WHAT IS EXPECTED — Give back, word for word, the line that contains "prop_assert_eq!(decoded, items);" and all lines after it in the material, through the last; please include only these.

ENTRIES SUPPLIED —
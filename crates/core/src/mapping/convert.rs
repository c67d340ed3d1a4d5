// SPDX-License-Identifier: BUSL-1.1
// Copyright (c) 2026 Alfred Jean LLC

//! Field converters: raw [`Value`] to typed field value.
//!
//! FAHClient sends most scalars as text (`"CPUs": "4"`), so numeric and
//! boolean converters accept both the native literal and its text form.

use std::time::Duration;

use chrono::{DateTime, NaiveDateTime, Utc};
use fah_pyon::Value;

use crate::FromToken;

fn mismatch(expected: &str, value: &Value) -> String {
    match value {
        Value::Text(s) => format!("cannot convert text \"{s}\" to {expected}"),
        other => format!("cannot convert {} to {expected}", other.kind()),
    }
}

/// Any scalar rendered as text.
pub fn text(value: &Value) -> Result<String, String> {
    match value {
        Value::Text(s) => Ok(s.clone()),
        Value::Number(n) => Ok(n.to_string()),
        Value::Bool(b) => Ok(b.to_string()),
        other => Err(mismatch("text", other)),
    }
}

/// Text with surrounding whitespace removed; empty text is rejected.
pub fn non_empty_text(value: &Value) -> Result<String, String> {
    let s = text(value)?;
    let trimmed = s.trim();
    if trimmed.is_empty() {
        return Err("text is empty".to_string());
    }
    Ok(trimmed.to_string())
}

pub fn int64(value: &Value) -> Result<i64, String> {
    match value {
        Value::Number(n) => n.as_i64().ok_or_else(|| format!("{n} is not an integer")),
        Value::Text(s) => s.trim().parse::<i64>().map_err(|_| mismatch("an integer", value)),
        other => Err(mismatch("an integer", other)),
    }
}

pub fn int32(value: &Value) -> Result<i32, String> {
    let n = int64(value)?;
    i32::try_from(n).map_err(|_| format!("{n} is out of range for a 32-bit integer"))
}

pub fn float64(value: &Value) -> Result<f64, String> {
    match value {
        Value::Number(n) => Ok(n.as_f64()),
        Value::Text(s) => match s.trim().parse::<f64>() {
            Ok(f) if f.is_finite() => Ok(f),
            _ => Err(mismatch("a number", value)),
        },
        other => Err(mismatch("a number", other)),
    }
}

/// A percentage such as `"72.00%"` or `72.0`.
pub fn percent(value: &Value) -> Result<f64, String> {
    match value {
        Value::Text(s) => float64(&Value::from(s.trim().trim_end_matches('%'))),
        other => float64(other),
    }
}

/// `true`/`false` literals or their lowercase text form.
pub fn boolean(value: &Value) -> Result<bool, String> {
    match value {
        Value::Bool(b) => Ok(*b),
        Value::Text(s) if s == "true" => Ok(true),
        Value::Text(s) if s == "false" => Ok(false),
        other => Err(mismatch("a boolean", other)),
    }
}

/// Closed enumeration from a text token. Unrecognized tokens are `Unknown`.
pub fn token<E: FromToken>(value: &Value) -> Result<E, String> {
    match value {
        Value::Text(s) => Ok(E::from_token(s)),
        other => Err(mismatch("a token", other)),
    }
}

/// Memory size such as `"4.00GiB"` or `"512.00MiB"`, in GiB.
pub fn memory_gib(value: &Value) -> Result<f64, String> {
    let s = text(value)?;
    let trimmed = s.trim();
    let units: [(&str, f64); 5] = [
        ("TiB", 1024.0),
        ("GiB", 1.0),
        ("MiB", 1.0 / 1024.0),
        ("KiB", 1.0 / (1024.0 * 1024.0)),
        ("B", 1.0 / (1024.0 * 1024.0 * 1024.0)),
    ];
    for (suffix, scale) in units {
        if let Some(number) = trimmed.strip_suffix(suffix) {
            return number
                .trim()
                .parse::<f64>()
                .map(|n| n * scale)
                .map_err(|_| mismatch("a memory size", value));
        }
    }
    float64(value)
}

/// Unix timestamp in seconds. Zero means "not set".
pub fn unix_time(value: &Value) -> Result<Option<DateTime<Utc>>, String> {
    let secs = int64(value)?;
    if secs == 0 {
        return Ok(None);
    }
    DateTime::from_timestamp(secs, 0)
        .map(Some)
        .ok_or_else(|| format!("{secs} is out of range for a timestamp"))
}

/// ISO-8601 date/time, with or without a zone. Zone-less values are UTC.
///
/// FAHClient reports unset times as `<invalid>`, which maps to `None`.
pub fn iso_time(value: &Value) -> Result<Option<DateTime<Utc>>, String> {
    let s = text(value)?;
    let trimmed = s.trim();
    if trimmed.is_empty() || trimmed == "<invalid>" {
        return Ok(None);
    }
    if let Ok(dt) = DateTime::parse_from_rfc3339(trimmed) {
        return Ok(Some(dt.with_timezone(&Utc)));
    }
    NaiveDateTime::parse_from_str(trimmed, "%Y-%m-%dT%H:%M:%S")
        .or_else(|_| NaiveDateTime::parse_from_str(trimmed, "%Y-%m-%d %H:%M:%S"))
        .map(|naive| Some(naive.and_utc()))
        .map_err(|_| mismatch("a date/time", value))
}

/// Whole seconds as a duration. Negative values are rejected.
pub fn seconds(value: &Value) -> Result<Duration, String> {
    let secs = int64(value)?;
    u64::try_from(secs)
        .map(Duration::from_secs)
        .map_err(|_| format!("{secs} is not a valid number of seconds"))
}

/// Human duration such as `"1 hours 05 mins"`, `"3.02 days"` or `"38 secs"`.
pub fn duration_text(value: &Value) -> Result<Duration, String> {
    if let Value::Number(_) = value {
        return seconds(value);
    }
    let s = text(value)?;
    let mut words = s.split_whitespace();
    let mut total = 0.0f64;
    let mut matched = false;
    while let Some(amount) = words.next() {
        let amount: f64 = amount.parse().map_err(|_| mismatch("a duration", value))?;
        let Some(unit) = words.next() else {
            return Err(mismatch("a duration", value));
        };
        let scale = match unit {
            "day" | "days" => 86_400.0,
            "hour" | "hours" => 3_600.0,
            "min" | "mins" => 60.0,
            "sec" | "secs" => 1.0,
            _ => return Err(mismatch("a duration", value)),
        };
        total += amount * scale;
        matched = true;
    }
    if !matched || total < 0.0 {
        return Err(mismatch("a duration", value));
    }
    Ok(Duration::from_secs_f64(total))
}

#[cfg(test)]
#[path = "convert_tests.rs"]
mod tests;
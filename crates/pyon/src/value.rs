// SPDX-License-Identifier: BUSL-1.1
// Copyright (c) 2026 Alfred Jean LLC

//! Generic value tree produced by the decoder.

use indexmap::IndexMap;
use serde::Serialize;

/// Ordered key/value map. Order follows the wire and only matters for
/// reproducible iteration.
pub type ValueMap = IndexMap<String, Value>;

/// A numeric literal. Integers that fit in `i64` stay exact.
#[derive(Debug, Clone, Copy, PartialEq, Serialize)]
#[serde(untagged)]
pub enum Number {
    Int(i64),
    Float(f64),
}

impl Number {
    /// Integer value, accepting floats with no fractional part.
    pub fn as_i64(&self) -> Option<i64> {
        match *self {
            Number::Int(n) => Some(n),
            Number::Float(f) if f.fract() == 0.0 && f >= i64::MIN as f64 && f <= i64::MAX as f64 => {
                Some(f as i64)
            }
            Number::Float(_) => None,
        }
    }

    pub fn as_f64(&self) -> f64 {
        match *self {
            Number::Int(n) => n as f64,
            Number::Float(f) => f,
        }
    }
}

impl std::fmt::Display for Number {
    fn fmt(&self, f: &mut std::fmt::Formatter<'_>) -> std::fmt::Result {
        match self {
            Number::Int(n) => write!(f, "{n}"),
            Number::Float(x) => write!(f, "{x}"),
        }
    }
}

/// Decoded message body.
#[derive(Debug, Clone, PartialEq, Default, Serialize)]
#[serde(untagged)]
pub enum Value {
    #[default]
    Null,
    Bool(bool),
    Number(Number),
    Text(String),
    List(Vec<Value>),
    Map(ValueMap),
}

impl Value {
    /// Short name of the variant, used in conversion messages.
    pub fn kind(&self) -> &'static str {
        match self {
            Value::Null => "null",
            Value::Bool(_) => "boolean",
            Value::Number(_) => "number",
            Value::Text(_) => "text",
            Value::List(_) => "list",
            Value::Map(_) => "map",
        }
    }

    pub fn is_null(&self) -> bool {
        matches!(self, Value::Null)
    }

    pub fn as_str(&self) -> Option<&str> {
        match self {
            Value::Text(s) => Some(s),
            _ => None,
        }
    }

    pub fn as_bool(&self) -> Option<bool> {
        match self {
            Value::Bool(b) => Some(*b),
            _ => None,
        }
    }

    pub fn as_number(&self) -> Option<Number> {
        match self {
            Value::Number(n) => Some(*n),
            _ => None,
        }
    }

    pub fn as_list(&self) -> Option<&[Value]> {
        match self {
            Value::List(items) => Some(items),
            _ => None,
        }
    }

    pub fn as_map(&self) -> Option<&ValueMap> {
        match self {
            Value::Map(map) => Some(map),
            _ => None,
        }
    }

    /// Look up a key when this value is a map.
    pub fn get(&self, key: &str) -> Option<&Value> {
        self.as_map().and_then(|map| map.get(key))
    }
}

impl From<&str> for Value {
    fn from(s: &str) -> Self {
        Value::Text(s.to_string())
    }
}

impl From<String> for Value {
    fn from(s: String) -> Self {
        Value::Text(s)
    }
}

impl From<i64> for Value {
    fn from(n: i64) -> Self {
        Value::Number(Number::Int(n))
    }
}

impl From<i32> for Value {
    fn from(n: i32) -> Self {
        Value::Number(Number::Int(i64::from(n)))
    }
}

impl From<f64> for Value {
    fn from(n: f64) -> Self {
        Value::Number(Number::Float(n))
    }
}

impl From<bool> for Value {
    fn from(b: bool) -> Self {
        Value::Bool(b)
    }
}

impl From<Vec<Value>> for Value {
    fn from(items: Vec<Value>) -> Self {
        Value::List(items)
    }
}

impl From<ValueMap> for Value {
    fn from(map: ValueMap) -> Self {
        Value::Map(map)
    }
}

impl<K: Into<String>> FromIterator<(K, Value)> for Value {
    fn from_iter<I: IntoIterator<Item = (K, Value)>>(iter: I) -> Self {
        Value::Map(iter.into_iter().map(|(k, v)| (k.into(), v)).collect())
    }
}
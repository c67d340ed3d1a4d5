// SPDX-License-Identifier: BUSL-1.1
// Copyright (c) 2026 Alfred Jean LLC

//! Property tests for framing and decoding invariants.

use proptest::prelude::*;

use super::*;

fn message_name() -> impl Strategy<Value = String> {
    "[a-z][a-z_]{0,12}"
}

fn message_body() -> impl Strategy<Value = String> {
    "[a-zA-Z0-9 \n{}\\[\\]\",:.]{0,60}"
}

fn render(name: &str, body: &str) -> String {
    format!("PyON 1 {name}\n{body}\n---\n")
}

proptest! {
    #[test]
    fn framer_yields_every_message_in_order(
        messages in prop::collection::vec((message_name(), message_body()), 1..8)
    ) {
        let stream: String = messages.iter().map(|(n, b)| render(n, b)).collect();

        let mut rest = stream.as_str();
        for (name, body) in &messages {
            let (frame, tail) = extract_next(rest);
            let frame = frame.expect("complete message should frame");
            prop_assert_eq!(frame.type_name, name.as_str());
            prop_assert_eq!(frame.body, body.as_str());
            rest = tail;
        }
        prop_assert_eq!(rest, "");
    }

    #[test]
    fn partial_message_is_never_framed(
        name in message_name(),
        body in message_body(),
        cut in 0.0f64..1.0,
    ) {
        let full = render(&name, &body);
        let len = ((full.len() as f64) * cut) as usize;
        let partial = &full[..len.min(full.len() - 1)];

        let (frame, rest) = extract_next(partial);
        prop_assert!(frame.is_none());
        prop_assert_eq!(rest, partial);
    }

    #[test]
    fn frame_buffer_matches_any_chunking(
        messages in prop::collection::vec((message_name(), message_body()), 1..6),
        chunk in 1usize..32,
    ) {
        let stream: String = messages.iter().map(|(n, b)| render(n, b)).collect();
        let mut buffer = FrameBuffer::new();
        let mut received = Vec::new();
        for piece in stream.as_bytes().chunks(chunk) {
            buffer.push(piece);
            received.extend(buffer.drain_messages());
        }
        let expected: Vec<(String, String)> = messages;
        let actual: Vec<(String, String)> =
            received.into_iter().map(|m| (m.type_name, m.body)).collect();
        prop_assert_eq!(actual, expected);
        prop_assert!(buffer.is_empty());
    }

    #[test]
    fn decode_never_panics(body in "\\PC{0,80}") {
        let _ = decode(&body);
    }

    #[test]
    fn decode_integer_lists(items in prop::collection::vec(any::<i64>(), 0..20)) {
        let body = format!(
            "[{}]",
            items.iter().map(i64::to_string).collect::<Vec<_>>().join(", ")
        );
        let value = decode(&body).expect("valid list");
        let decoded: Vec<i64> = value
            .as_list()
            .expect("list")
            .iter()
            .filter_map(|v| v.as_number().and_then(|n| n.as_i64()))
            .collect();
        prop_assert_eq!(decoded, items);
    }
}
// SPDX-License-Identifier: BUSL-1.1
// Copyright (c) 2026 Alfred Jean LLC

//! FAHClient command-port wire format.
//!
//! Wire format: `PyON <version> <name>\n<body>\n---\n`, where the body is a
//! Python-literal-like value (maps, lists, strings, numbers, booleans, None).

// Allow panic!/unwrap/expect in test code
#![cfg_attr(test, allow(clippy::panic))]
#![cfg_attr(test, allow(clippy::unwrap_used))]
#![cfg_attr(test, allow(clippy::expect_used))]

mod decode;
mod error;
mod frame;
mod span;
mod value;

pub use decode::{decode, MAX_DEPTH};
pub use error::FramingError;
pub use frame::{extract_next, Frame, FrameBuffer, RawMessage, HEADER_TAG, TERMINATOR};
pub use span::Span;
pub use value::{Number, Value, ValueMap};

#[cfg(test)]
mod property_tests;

RESPONSE TO THIS TASK —
        prop_assert_eq!(decoded, items);
    }
}
// SPDX-License-Identifier: BUSL-1.1
// Copyright (c) 2026 Alfred Jean LLC

//! FAHClient command-port wire format.
//!
//! Wire format: `PyON <version> <name>\n<body>\n---\n`, where the body is a
//! Python-literal-like value (maps, lists, strings, numbers, booleans, None).

// Allow panic!/unwrap/expect in test code
#![cfg_attr(test, allow(clippy::panic))]
#![cfg_attr(test, allow(clippy::unwrap_used))]
#![cfg_attr(test, allow(clippy::expect_used))]

mod decode;
mod error;
mod frame;
mod span;
mod value;

pub use decode::{decode, MAX_DEPTH};
pub use error::FramingError;
pub use frame::{extract_next, Frame, FrameBuffer, RawMessage, HEADER_TAG, TERMINATOR};
pub use span::Span;
pub use value::{Number, Value, ValueMap};

#[cfg(test)]
mod property_tests;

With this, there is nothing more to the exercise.